Your task :: Transcribe each record exactly as it appears.
======== Entries shown
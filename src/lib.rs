//! Declarative Google REST API client
//!
//! Each API method is a [`MethodDescriptor`](resource::MethodDescriptor)
//! in a service table. A single [`ResourceInvoker`](resource::ResourceInvoker)
//! turns a descriptor and caller arguments into an HTTP request, sends it
//! through a [`Transport`](gcp::transport::Transport) and decodes the
//! response into a typed model.

pub mod config;
pub mod error;
pub mod gcp;
pub mod model;
pub mod resource;
pub mod service;

pub use error::{InvokeError, Result};

/// Version injected at compile time via GAPI_REST_VERSION env var (set by
/// CI/CD), or "dev" for local builds.
pub const VERSION: &str = match option_env!("GAPI_REST_VERSION") {
    Some(v) => v,
    None => "dev",
};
================
Response to the exercise ::
filename src/lib.rs
//! Declarative Google REST API client
//!
//! Each API method is a [`MethodDescriptor`](resource::MethodDescriptor)
//! in a service table. A single [`ResourceInvoker`](resource::ResourceInvoker)
//! turns a descriptor and caller arguments into an HTTP request, sends it
//! through a [`Transport`](gcp::transport::Transport) and decodes the
//! response into a typed model.

pub mod config;
pub mod error;
pub mod gcp;
pub mod model;
pub mod resource;
pub mod service;

pub use error::{InvokeError, Result};

/// Version injected at compile time via GAPI_REST_VERSION env var (set by
/// CI/CD), or "dev" for local builds.
pub const VERSION: &str = match option_env!("GAPI_REST_VERSION") {
    Some(v) => v,
    None => "dev",
};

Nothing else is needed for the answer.